Yo percibo, pues, más eclecticismo del que quizás él aporte intencionadamente, por más que el hecho de haber crecido en una era en que todo era igual de importante e intemporal, absorbiendo la historia de la música y del arte ajenos al término “actualidad” y al tuiterismo, nos haga más chulos que la hostia a la hora de sacar oro de los fangos a lo Walter Huston.
“La Razón y el corazón” es una canción pop juguetona y socarrona, que debe tanto a las música europea (francesa) como a la americana. Cuidado sonido.
“Sirenas” es hermosa hasta no poder dejar de caer en la tentación auditiva del marino en alta mar. La interpretación vocal de Cisco Fran es de las mejores que le he escuchado, llena de matices, jugando con los tonos mayores y menores, cuidando la dicción hasta llegar al descuido de quien ya lo lleva dentro. Hay ecos de King Crimson, de Lucio Battisti o Peter Hammill. Es mi apreciación primera: esos ecos de ambas tradiciones de finales de los 60’ y los maravillosos años 70’ y el sonido más emocional de ciertos bardos y bandas de los 90'. Un gran trabajo de todos los músicos, en armónicos y de gran dinamismo y hondura emocional.
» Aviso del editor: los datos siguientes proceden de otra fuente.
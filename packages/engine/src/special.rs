//! Special-line evaluator
//!
//! Applies special lines sequentially, in position order, on top of the raw
//! bases:
//!
//! - a Subpart total starts from its raw base and applies the Subpart's lines;
//! - a Part total starts from its raw base and applies the Part's lines;
//! - the global total starts from the sum of Part totals and applies the
//!   global lines.
//!
//! Subpart-scoped lines adjust the Subpart total only.
//!
//! # Percentage bases
//!
//! A percentage line takes `value / 100` of the raw base of its `base_ref`
//! (its own scope when unset). A `global` base is the global total computed
//! without that line.
//!
//! Every amount feeding the global total is either constant (fixed lines,
//! percentages of a raw base) or a factor `k` of a global total computed
//! without some lines. Unrolling "global without L" over the remaining
//! global percentage lines gives
//!
//! ```text
//! G(R) = C + Σ_{L ∈ R} k_L · G(R \ {L})  =  C · Σ_m m! · e_m(k_R)
//! ```
//!
//! where `C` is the constant part and `e_m` the elementary symmetric
//! polynomials of the factors. Every line's base is resolved once, up front;
//! each takes time quadratic in the number of global percentage lines.

use crate::bases::Bases;
use crate::config::MAX_GLOBAL_PERCENTAGE_LINES;
use crate::error::{EngineError, Result};
use crate::projector::{PartView, SubpartView, Tree};
use crate::trace::{TraceBuilder, TraceKind, TraceNode};
use crate::types::{NodeId, Scope, SpecialKind, SpecialLine, ValueType};
use serde::Serialize;
use std::collections::BTreeMap;

/// Resolved value of one special line.
#[derive(Debug, Clone, PartialEq, Serialize)]
pub struct SpecialAmount {
    pub scope: Scope,
    pub kind: SpecialKind,
    /// Unsigned amount; 0 for display lines
    pub amount: f64,
    /// Running total of the scope right after this line.
    ///
    /// For display lines this is the value shown.
    pub running_total: f64,
}

impl SpecialAmount {
    /// Amount with the sign of the line kind applied.
    pub fn signed(&self) -> f64 {
        self.kind.sign() * self.amount
    }
}

/// Every scope total and special line amount of a quote.
#[derive(Debug, Clone, PartialEq, Default, Serialize)]
pub struct Totals {
    pub subparts: BTreeMap<NodeId, f64>,
    pub parts: BTreeMap<NodeId, f64>,
    pub global: f64,
    pub specials: BTreeMap<NodeId, SpecialAmount>,
    #[serde(skip_serializing_if = "Vec::is_empty")]
    pub warnings: Vec<String>,
}

impl Totals {
    pub fn subpart_total(&self, id: &NodeId) -> Option<f64> {
        self.subparts.get(id).copied()
    }

    pub fn part_total(&self, id: &NodeId) -> Option<f64> {
        self.parts.get(id).copied()
    }

    pub fn special(&self, id: &NodeId) -> Option<&SpecialAmount> {
        self.specials.get(id)
    }

    pub fn scope_total(&self, scope: &Scope) -> Option<f64> {
        match scope {
            Scope::Global => Some(self.global),
            Scope::Part(id) => self.part_total(id),
            Scope::Subpart(id) => self.subpart_total(id),
        }
    }

    fn check_finite(&self) -> Result<()> {
        let non_finite = |v: &f64| !v.is_finite();
        if non_finite(&self.global) {
            return Err(EngineError::Computation("global total is not finite".to_string()));
        }
        if let Some((id, _)) = self.parts.iter().find(|(_, v)| non_finite(v)) {
            return Err(EngineError::Computation(format!("total of part:{id} is not finite")));
        }
        if let Some((id, _)) = self.subparts.iter().find(|(_, v)| non_finite(v)) {
            return Err(EngineError::Computation(format!(
                "total of subpart:{id} is not finite"
            )));
        }
        if let Some((id, _)) = self.specials.iter().find(|(_, s)| non_finite(&s.amount)) {
            return Err(EngineError::Computation(format!(
                "amount of special line {id} is not finite"
            )));
        }
        Ok(())
    }
}

struct Evaluator<'a> {
    tree: &'a Tree,
    bases: &'a Bases,
    /// Global total without the keyed line, per global percentage line
    global_bases: BTreeMap<NodeId, f64>,
    /// Global total with every line applied, seen by Subpart lines
    full_global: f64,
    totals: Totals,
    trace: TraceBuilder,
}

impl<'a> Evaluator<'a> {
    fn new(tree: &'a Tree, bases: &'a Bases, trace: TraceBuilder) -> Result<Self> {
        let global_lines = feeding_global(tree).filter(|l| is_global_percentage(l)).count();
        if global_lines > MAX_GLOBAL_PERCENTAGE_LINES {
            return Err(EngineError::LimitExceeded(format!(
                "{global_lines} special lines take a global base (max {MAX_GLOBAL_PERCENTAGE_LINES})"
            )));
        }
        let mut evaluator = Self {
            tree,
            bases,
            global_bases: BTreeMap::new(),
            full_global: 0.0,
            totals: Totals::default(),
            trace,
        };
        evaluator.resolve_global_bases();
        Ok(evaluator)
    }

    /// Resolve the base of every line that takes a percentage of `global`.
    fn resolve_global_bases(&mut self) {
        let tree = self.tree;
        let mut constant = 0.0;
        let mut factors: Vec<(NodeId, f64)> = Vec::new();

        for part in &tree.parts {
            constant += self.raw_base(&Scope::Part(part.part.id.clone()));
        }
        for line in feeding_global(tree) {
            if is_global_percentage(line) {
                factors.push((line.id.clone(), line.kind.sign() * line.value / 100.0));
            } else {
                constant += line.kind.sign() * self.amount(line);
            }
        }

        for (i, (id, _)) in factors.iter().enumerate() {
            let others = factors
                .iter()
                .enumerate()
                .filter(|(j, _)| *j != i)
                .map(|(_, (_, k))| *k);
            self.global_bases.insert(id.clone(), constant * chain_weight(others));
        }
        self.full_global = constant * chain_weight(factors.iter().map(|(_, k)| *k));
    }

    fn global_total(&mut self) -> f64 {
        let tree = self.tree;

        self.trace.push(Scope::Global.to_string(), TraceKind::Scope);
        let mut running = 0.0;
        for part in &tree.parts {
            running += self.part_total(part);
        }
        self.trace.leaf(
            TraceNode::new(TraceKind::Base, "parts")
                .with_amount(running)
                .with_detail("sum of part totals"),
        );
        let total = self.apply(&tree.specials, running);
        self.totals.global = total;
        self.trace.set_amount(total);
        self.trace.pop();
        total
    }

    fn part_total(&mut self, part: &'a PartView) -> f64 {
        let scope = Scope::Part(part.part.id.clone());
        let raw = self.raw_base(&scope);

        self.trace.push(scope.to_string(), TraceKind::Scope);
        for sub in &part.subparts {
            self.subpart_total(sub);
        }
        self.trace
            .leaf(TraceNode::new(TraceKind::Base, scope.to_string()).with_amount(raw));
        let total = self.apply(&part.specials, raw);
        self.totals.parts.insert(part.part.id.clone(), total);
        self.trace.set_amount(total);
        self.trace.pop();
        total
    }

    /// Subpart totals never feed the Part total.
    fn subpart_total(&mut self, sub: &'a SubpartView) -> f64 {
        let scope = Scope::Subpart(sub.subpart.id.clone());
        let raw = self.raw_base(&scope);

        self.trace.push(scope.to_string(), TraceKind::Scope);
        self.trace
            .leaf(TraceNode::new(TraceKind::Base, scope.to_string()).with_amount(raw));
        let total = self.apply(&sub.specials, raw);
        self.totals.subparts.insert(sub.subpart.id.clone(), total);
        self.trace.set_amount(total);
        self.trace.pop();
        total
    }

    /// Apply `lines` in order on top of `start`.
    fn apply(&mut self, lines: &'a [SpecialLine], start: f64) -> f64 {
        let mut running = start;

        for line in lines {
            let amount = self.amount(line);
            running += line.kind.sign() * amount;

            self.totals.specials.insert(
                line.id.clone(),
                SpecialAmount {
                    scope: line.scope.clone(),
                    kind: line.kind,
                    amount,
                    running_total: running,
                },
            );
            self.trace_line(line, amount, running);
        }
        running
    }

    fn amount(&mut self, line: &SpecialLine) -> f64 {
        if line.kind == SpecialKind::Display {
            return 0.0;
        }
        match line.value_type {
            ValueType::Fixed => line.value,
            ValueType::Percentage => line.value / 100.0 * self.percentage_base(line),
        }
    }

    fn percentage_base(&mut self, line: &SpecialLine) -> f64 {
        let base_ref = line.base_ref.as_ref().unwrap_or(&line.scope);
        match (base_ref, &line.scope) {
            (Scope::Global, Scope::Subpart(_)) => self.full_global,
            (Scope::Global, _) => {
                let base = self.global_bases.get(&line.id).copied();
                debug_assert!(base.is_some(), "special line {} has no resolved global base", line.id);
                match base {
                    Some(base) => base,
                    None => {
                        self.warn(EngineError::CircularBaseReference(line.id.to_string()).to_string());
                        0.0
                    }
                }
            }
            (scope, _) => self.raw_base(scope),
        }
    }

    /// Raw base of a scope; a scope that no longer exists counts as 0.
    fn raw_base(&mut self, scope: &Scope) -> f64 {
        match self.bases.scope_base(scope) {
            Some(base) => base,
            None => {
                self.warn(format!("Base {scope} not found, using 0"));
                0.0
            }
        }
    }

    fn warn(&mut self, message: String) {
        if !self.totals.warnings.contains(&message) {
            tracing::warn!("{}", message);
            self.totals.warnings.push(message);
        }
    }

    fn trace_line(&mut self, line: &SpecialLine, amount: f64, running: f64) {
        if !self.trace.is_enabled() {
            return;
        }
        let name = if line.label.is_empty() {
            line.id.to_string()
        } else {
            line.label.clone()
        };
        let node = match (line.kind, line.value_type) {
            (SpecialKind::Display, _) => TraceNode::new(TraceKind::Display, name)
                .with_amount(running)
                .with_detail("running total"),
            (kind, ValueType::Fixed) => TraceNode::new(TraceKind::Special, name)
                .with_amount(kind.sign() * amount)
                .with_detail("fixed"),
            (kind, ValueType::Percentage) => {
                let base_ref = line.base_ref.as_ref().unwrap_or(&line.scope);
                let base = self.percentage_base(line);
                let lookup = match (base_ref, &line.scope) {
                    (Scope::Global, Scope::Subpart(_)) => "global total".to_string(),
                    (Scope::Global, _) => format!("global total without {}", line.id),
                    _ => "raw base".to_string(),
                };
                TraceNode::new(TraceKind::Special, name)
                    .with_amount(kind.sign() * amount)
                    .with_detail(format!("{}% of {}", line.value, base_ref))
                    .with_child(
                        TraceNode::new(TraceKind::BaseRef, base_ref.to_string())
                            .with_amount(base)
                            .with_detail(lookup),
                    )
            }
        };
        self.trace.leaf(node);
    }
}

/// Special lines whose amounts reach the global total: Part lines, then
/// global lines.
fn feeding_global(tree: &Tree) -> impl Iterator<Item = &SpecialLine> {
    tree.parts
        .iter()
        .flat_map(|p| p.specials.iter())
        .chain(tree.specials.iter())
}

fn is_global_percentage(line: &SpecialLine) -> bool {
    line.kind != SpecialKind::Display
        && line.value_type == ValueType::Percentage
        && line.base_ref.as_ref().unwrap_or(&line.scope) == &Scope::Global
}

/// `Σ_m m! · e_m(factors)`: the sum, over every ordered chain of distinct
/// factors, of the chain's product. The empty chain counts 1.
fn chain_weight(factors: impl Iterator<Item = f64>) -> f64 {
    let mut elementary = vec![1.0];
    for k in factors {
        elementary.push(0.0);
        for m in (1..elementary.len()).rev() {
            elementary[m] += k * elementary[m - 1];
        }
    }
    let mut factorial = 1.0;
    let mut weight = 0.0;
    for (m, e) in elementary.iter().enumerate() {
        if m > 0 {
            factorial *= m as f64;
        }
        weight += factorial * e;
    }
    weight
}

/// Evaluate every scope total and special line of the tree.
///
/// Fails when a total is not a finite number, or when more than
/// [`MAX_GLOBAL_PERCENTAGE_LINES`] lines take a global base.
pub fn evaluate(tree: &Tree, bases: &Bases) -> Result<Totals> {
    run(tree, bases, TraceBuilder::disabled()).map(|(totals, _)| totals)
}

/// [`evaluate`], also returning the calculation trace.
pub fn evaluate_traced(tree: &Tree, bases: &Bases) -> Result<(Totals, TraceNode)> {
    let (totals, trace) = run(tree, bases, TraceBuilder::new())?;
    let trace = trace.unwrap_or_else(|| TraceNode::new(TraceKind::Scope, Scope::Global.to_string()));
    Ok((totals, trace))
}

fn run(tree: &Tree, bases: &Bases, trace: TraceBuilder) -> Result<(Totals, Option<TraceNode>)> {
    let mut evaluator = Evaluator::new(tree, bases, trace)?;
    evaluator.global_total();

    let Evaluator { totals, trace, .. } = evaluator;
    totals.check_finite()?;
    tracing::debug!(
        global = totals.global,
        specials = totals.specials.len(),
        warnings = totals.warnings.len(),
        "Evaluated totals"
    );
    Ok((totals, trace.build()))
}

/// Total of a single scope after its special lines.
///
/// An unknown scope totals 0.
pub fn scope_total(tree: &Tree, bases: &Bases, scope: &Scope) -> Result<f64> {
    let mut evaluator = Evaluator::new(tree, bases, TraceBuilder::disabled())?;
    let total = match scope {
        Scope::Global => evaluator.global_total(),
        Scope::Part(id) => match tree.parts.iter().find(|p| &p.part.id == id) {
            Some(part) => evaluator.part_total(part),
            None => {
                tracing::warn!(scope = %scope, "Scope not found");
                0.0
            }
        },
        Scope::Subpart(id) => {
            let sub = tree
                .parts
                .iter()
                .flat_map(|p| p.subparts.iter())
                .find(|s| &s.subpart.id == id);
            match sub {
                Some(sub) => evaluator.subpart_total(sub),
                None => {
                    tracing::warn!(scope = %scope, "Scope not found");
                    0.0
                }
            }
        }
    };
    Ok(total)
}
“Oropel” es otra joya del disco. Un tema mestizo de la chanson francesa, el rockabilly sincopado y las sonoridades del delta del Misisipí. Excelentemente grabado, arreglado e interpretado, cuya letra pone en su lugar a más de un arribista de abajo.
“Sale el sol” es una canción Cisco Fran. Decir esto es mucho. En NYC lo saben bien.
“Sultán” es un fantástico instrumental, un cruce de sonoridades entre banjo, guitarras y teclados con un sabor entre mediterráneo y americano, que va creando una atmósfera de sonido sublime que remite a músicas tan dispares como las de Remigi Palmero, Tapineria, Smog o Daevid Allen. Una pieza fabulosa y que vuela libre como el proustiano, orsonwellesiano recuerdo que evoca.

Creo que el que lea esto y sienta curiosidad por “Sultán” y por “Gigante”, tendría que dejar de leer y hacerse con ambos trabajos, y reunirlos en una sola escucha repetida. Para hacer canciones, para ser auténticos, arriesgamos nuestras más bellas ruinas, y oye, nos viene bien una pequeña ayuda para que reluzcan.